DESCRIPTION OF THE TASK:
Could you please return each line of the data that has the word "false"?

Saved data entries:
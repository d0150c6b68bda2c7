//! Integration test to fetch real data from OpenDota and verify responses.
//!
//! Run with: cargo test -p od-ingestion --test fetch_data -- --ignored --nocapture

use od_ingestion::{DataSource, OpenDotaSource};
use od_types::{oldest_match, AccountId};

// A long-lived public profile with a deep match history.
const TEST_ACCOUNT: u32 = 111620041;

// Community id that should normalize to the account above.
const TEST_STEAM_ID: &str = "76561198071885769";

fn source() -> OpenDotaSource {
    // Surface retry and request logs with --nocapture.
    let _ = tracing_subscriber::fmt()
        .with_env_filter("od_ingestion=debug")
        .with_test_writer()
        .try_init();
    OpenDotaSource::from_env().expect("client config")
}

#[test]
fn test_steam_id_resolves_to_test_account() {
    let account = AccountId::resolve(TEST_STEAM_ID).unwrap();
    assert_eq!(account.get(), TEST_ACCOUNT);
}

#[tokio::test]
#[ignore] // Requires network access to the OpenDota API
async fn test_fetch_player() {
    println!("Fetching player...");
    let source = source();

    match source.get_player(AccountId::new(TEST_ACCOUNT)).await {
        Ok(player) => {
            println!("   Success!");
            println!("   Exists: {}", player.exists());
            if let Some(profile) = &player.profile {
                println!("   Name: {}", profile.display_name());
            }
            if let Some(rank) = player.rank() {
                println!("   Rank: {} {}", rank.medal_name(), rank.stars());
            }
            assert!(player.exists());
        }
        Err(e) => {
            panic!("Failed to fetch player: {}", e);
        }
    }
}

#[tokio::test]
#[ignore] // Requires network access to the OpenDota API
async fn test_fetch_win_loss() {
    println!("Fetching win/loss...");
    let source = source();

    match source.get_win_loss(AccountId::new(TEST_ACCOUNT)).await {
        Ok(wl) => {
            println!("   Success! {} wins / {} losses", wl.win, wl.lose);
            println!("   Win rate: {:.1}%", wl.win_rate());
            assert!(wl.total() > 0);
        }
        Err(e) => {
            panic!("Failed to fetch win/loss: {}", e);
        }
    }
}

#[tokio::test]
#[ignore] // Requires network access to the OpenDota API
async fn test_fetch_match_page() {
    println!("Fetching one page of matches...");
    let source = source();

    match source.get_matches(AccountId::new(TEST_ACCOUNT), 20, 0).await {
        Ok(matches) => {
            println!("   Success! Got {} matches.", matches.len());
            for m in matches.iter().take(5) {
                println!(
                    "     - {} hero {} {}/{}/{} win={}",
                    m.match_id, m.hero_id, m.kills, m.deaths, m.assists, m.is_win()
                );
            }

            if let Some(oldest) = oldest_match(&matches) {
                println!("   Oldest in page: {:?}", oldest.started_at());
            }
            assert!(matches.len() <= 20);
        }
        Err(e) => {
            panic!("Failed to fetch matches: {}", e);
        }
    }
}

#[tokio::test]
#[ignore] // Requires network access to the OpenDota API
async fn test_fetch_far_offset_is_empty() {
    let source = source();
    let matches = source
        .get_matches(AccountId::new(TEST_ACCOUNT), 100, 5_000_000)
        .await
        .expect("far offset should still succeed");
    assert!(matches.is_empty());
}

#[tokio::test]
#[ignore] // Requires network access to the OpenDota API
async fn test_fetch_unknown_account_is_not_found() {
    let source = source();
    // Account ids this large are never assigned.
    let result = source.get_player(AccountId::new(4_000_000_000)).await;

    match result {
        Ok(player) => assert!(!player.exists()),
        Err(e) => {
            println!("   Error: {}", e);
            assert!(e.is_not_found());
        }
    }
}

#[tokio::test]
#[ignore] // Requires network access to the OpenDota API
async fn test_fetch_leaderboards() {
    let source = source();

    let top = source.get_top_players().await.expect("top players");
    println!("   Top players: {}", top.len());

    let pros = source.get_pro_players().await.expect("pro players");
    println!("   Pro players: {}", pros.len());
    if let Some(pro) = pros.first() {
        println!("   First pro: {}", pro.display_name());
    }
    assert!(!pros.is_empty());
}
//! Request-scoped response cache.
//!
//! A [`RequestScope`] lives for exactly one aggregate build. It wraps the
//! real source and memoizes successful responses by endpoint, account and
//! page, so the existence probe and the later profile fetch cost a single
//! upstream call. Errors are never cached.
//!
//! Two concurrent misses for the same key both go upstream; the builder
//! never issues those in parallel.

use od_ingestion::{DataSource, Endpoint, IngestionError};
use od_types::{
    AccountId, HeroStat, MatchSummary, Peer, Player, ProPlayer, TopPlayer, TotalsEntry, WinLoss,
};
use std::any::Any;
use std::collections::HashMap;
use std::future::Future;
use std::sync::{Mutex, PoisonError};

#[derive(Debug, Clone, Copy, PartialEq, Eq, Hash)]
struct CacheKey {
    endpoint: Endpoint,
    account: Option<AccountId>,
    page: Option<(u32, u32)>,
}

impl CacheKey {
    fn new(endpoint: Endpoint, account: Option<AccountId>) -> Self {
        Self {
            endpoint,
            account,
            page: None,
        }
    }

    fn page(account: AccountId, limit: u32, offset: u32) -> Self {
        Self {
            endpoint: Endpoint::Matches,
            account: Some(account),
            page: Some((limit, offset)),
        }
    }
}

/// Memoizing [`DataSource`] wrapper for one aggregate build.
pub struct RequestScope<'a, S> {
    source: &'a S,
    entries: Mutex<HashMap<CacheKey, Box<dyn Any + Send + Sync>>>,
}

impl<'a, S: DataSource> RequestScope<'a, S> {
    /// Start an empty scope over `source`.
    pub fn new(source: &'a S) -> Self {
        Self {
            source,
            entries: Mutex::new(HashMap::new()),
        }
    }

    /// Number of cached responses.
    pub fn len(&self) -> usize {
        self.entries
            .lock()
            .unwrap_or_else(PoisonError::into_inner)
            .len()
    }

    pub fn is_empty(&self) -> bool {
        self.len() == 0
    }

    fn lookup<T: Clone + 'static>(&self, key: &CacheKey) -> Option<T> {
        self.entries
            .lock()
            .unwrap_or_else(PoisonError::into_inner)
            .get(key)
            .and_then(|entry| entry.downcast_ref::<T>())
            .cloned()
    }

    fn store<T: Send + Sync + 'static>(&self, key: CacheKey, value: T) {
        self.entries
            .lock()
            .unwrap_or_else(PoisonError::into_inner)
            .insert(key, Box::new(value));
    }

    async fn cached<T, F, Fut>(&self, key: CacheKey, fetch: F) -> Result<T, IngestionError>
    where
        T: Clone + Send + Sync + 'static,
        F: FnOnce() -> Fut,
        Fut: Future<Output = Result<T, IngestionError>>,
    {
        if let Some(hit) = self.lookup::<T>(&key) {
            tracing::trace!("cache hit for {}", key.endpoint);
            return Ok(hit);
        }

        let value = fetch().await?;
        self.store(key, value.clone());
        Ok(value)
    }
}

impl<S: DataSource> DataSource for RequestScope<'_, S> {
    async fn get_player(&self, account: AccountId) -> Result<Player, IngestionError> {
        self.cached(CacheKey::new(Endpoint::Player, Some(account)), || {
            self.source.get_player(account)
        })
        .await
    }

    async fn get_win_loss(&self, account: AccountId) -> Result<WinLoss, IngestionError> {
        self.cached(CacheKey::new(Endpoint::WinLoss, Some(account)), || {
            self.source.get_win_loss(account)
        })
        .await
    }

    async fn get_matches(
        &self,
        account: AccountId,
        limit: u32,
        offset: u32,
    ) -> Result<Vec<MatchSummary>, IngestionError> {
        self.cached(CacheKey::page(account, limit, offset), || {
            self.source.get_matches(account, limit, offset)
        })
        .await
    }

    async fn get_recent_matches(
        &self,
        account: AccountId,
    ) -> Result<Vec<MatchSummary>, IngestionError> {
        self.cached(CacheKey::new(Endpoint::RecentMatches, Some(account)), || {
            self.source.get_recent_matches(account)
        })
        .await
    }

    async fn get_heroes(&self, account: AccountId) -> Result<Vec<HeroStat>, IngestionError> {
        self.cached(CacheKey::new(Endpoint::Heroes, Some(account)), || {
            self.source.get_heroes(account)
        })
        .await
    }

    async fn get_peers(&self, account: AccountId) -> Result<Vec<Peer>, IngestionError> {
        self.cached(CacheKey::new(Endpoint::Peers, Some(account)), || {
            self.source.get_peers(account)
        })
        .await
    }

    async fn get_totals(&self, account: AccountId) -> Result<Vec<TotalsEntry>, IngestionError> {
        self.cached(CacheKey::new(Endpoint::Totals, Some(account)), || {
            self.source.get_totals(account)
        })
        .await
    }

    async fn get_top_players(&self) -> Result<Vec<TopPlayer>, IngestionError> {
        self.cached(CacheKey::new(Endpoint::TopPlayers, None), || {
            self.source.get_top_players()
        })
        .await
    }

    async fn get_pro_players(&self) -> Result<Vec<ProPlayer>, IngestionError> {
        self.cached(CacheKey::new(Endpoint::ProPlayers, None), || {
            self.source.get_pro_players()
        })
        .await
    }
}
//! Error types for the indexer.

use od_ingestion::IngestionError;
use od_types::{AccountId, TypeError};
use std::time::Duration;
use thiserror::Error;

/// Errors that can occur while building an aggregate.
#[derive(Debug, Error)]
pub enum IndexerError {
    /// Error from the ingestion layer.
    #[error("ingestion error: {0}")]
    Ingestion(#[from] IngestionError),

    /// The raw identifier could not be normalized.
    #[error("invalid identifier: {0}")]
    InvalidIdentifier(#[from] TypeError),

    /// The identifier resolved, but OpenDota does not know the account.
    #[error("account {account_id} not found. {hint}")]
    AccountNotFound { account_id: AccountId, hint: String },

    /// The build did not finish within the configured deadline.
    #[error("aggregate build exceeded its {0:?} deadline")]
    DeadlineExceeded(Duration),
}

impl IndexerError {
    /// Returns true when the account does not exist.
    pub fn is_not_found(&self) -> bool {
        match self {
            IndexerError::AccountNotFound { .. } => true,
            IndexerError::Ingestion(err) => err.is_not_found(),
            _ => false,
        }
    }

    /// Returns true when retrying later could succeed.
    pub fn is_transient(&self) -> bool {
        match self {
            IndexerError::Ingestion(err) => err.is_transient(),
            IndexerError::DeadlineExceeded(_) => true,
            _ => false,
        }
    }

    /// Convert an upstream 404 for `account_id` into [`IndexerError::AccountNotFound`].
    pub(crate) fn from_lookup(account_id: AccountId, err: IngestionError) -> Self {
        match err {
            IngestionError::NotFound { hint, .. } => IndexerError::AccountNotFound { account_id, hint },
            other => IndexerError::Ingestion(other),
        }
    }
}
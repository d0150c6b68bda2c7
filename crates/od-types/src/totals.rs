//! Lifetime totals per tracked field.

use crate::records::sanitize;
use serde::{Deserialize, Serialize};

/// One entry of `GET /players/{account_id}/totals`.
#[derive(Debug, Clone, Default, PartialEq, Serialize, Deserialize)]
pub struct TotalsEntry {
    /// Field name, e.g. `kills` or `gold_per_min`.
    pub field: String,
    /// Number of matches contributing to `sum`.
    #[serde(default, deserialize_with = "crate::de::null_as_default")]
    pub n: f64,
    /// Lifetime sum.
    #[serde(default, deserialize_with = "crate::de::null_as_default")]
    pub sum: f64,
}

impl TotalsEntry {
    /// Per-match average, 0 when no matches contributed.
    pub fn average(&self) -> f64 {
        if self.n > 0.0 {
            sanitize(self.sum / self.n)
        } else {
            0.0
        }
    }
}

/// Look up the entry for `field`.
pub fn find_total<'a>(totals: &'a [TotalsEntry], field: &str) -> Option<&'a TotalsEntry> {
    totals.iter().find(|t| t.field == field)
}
--
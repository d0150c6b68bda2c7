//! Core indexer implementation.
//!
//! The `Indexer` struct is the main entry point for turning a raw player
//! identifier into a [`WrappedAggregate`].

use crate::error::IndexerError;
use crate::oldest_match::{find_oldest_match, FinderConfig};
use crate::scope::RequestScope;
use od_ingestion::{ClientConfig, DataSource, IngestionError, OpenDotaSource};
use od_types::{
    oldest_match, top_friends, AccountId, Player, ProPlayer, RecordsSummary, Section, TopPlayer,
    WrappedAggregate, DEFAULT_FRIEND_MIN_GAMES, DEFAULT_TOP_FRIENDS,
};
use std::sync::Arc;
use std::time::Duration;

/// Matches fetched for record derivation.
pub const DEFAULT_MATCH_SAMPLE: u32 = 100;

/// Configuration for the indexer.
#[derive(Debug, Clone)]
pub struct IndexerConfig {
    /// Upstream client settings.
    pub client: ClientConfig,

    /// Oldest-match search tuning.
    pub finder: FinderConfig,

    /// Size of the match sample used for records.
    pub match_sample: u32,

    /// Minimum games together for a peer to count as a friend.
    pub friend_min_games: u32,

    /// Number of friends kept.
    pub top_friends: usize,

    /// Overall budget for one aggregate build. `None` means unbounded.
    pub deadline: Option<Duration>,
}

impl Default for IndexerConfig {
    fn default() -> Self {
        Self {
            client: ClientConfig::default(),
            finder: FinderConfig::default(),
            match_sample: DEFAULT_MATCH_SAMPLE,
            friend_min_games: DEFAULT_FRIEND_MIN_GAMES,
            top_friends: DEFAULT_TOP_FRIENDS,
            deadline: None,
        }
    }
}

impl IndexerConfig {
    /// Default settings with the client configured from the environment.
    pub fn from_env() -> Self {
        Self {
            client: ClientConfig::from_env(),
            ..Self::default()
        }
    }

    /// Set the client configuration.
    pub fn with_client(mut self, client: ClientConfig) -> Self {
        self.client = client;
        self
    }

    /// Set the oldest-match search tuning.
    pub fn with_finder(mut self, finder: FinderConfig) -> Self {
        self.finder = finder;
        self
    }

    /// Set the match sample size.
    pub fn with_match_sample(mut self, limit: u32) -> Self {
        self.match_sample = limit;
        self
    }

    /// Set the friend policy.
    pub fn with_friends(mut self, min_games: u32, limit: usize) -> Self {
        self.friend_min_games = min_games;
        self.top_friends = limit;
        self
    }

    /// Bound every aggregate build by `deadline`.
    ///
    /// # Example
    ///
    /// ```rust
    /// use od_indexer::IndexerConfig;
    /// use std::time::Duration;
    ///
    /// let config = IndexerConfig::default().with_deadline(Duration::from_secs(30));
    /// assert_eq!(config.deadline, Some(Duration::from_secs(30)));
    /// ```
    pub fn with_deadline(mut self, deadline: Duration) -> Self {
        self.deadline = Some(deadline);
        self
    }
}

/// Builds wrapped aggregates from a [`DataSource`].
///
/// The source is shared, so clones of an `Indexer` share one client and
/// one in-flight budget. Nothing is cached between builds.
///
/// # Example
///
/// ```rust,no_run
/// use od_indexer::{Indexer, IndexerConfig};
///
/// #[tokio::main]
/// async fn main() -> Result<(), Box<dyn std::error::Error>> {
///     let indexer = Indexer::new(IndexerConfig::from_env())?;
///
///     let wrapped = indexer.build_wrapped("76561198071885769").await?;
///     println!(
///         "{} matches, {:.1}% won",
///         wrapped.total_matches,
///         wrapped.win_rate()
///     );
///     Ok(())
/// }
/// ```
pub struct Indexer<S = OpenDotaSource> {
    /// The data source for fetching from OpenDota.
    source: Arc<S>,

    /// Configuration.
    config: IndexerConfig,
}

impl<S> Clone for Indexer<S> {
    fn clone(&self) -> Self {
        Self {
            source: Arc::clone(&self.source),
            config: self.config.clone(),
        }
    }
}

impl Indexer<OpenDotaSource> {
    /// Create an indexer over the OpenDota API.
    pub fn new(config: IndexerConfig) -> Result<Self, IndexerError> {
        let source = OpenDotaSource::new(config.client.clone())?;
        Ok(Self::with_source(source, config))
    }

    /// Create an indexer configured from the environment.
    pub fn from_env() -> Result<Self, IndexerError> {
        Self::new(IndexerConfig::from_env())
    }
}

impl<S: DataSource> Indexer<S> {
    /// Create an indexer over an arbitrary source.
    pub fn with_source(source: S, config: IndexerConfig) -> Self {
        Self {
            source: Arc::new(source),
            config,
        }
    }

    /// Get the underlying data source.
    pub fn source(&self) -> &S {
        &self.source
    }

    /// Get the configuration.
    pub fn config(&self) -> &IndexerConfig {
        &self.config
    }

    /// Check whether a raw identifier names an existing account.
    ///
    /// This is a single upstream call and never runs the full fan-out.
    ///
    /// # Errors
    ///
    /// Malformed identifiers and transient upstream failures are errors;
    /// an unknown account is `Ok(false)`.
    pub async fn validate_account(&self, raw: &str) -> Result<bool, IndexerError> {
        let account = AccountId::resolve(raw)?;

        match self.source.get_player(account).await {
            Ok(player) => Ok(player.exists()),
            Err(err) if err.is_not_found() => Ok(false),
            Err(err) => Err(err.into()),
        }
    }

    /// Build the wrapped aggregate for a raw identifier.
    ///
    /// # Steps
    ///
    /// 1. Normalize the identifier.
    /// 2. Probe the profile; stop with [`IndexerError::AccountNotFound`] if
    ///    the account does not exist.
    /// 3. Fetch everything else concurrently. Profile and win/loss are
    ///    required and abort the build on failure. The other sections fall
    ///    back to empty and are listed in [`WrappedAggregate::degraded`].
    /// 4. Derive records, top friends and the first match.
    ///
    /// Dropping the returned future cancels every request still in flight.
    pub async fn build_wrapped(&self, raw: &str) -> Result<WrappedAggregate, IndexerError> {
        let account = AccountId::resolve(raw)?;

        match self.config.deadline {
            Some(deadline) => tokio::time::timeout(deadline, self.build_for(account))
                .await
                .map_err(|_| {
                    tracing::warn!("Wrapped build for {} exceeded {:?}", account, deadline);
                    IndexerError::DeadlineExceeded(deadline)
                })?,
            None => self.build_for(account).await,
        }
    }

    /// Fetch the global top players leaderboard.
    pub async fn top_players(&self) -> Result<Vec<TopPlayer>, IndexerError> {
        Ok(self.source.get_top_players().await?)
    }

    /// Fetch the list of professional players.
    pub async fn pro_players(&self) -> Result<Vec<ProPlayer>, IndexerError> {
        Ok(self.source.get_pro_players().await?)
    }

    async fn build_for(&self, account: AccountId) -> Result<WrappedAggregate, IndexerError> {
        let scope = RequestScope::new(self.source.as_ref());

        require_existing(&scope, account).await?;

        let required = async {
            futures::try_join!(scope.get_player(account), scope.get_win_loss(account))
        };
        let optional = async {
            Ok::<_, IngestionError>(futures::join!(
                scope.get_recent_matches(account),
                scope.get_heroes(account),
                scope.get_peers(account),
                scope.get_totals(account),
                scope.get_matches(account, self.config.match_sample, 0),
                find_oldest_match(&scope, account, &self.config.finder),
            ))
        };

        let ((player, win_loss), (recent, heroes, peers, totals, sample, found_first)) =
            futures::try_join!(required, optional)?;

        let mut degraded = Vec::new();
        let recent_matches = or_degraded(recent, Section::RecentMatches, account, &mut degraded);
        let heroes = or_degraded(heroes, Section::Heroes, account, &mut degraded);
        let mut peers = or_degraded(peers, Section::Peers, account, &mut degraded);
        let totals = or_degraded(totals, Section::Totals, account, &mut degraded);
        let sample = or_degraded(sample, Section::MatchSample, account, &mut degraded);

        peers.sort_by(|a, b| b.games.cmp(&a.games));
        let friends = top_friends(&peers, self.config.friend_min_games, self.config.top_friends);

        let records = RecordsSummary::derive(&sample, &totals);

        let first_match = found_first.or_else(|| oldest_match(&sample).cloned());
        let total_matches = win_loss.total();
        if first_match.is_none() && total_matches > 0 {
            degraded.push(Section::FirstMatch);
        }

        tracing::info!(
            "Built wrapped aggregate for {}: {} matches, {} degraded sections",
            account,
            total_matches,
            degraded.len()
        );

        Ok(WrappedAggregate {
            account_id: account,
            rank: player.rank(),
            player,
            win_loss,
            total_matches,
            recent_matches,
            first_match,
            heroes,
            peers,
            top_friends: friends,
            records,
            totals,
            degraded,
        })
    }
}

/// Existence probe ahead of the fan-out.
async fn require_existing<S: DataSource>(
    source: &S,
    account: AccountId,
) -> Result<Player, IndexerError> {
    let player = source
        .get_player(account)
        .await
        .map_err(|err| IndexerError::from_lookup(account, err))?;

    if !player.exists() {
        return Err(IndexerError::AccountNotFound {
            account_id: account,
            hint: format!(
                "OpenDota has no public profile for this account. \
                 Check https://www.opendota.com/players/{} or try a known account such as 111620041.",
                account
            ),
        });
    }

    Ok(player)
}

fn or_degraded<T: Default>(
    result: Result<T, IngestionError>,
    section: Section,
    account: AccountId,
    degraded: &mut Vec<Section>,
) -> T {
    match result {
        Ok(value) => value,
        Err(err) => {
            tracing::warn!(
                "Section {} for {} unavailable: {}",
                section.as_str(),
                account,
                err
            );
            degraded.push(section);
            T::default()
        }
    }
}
---
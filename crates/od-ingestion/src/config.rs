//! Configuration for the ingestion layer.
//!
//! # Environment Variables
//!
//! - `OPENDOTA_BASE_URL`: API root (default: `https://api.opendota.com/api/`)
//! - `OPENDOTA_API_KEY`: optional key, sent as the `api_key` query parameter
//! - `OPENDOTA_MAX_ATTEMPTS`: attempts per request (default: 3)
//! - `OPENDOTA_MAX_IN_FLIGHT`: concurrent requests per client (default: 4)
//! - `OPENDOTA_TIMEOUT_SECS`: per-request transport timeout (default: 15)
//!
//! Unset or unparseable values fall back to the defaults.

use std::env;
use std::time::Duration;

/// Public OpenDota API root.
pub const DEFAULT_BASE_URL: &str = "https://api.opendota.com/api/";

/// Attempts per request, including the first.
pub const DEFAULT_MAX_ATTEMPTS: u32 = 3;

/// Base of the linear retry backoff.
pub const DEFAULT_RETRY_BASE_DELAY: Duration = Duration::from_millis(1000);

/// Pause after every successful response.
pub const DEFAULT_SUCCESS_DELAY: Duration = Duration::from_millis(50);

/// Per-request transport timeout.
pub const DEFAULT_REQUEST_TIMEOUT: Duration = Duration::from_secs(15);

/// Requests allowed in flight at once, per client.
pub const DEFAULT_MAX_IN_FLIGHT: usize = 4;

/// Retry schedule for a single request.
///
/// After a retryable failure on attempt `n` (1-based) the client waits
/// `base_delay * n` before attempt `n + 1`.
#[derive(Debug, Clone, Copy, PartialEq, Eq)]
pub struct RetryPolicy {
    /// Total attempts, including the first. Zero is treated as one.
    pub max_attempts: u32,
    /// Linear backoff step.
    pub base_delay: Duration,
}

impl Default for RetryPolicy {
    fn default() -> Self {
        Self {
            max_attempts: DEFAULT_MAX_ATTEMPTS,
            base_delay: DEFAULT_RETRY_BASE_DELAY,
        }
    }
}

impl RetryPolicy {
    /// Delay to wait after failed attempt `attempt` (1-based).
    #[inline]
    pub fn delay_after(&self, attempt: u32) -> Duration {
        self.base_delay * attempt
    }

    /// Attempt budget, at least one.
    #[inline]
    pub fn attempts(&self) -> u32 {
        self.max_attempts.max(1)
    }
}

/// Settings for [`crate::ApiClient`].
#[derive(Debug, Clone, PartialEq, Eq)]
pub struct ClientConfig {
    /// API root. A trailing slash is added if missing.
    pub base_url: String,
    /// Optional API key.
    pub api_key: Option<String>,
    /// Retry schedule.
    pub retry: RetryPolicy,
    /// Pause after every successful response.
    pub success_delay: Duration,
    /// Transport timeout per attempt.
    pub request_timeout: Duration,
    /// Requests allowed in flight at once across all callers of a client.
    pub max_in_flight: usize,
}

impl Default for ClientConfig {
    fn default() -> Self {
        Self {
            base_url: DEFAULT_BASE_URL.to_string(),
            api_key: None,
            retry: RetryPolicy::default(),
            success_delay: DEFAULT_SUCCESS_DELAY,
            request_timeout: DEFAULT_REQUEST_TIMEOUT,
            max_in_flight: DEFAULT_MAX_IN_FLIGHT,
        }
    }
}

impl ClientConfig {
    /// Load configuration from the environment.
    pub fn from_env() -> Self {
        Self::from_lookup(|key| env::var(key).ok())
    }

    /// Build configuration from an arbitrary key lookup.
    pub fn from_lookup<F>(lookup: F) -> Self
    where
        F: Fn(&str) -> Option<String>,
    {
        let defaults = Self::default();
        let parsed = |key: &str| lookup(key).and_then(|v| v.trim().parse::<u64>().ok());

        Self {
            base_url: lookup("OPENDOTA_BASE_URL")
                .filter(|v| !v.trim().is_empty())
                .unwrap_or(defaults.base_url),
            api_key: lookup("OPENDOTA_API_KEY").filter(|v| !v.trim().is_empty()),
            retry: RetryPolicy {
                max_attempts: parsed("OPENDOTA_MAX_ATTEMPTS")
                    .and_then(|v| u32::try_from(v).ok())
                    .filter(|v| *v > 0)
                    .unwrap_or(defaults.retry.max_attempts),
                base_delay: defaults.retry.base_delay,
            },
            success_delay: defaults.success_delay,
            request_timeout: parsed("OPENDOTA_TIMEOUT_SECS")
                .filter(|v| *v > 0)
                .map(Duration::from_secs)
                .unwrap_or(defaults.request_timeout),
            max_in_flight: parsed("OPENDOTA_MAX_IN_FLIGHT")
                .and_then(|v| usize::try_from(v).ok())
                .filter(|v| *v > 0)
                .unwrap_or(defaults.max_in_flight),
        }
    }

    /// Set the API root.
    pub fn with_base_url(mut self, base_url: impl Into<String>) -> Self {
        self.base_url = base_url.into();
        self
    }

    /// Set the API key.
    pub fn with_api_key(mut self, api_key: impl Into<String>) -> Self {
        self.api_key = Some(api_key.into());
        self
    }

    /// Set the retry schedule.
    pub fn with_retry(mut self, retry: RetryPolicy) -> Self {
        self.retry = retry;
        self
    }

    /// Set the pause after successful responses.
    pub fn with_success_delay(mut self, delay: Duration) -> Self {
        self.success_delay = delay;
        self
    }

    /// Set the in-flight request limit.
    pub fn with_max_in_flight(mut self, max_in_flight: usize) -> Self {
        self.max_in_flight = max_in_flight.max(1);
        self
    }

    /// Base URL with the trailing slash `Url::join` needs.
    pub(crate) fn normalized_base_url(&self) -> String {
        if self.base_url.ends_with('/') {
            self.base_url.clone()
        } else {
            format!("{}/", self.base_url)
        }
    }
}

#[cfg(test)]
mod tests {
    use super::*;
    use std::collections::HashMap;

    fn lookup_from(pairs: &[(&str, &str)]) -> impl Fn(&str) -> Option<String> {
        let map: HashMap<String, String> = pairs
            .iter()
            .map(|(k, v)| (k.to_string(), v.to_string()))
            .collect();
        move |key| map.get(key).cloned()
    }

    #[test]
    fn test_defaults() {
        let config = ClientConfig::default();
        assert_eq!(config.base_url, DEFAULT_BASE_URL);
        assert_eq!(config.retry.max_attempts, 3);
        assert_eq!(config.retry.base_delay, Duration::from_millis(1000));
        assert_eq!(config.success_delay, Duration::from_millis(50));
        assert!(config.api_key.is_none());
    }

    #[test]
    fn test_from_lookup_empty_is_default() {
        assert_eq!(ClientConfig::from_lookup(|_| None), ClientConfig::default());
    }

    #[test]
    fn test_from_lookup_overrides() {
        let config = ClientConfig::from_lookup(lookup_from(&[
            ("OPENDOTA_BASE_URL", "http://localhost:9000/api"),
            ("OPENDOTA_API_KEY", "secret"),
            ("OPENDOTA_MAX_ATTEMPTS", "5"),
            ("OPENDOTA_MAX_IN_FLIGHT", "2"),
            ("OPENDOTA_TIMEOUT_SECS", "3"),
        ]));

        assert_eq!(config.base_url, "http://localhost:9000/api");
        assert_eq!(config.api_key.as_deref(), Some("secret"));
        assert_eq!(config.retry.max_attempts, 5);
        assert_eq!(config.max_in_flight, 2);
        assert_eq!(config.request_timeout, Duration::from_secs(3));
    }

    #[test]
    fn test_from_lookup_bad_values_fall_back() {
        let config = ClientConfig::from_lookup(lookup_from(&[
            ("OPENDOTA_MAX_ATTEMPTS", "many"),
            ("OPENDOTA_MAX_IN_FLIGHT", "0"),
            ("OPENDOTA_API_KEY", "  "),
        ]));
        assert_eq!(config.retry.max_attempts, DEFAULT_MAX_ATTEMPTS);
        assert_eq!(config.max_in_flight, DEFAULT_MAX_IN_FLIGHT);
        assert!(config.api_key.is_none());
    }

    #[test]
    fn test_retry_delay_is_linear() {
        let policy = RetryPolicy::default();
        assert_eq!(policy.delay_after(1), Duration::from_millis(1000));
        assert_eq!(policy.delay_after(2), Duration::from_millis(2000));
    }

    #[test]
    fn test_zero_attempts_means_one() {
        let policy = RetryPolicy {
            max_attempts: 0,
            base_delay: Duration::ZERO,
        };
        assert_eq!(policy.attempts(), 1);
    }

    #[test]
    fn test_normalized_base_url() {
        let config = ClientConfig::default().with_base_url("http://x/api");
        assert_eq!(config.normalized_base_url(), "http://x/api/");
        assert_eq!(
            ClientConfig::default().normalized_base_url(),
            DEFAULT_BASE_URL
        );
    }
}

ANSWER TO THIS EXERCISE:
            _ => false,
            _ => false,
    /// an unknown account is `Ok(false)`.
            Err(err) if err.is_not_found() => Ok(false),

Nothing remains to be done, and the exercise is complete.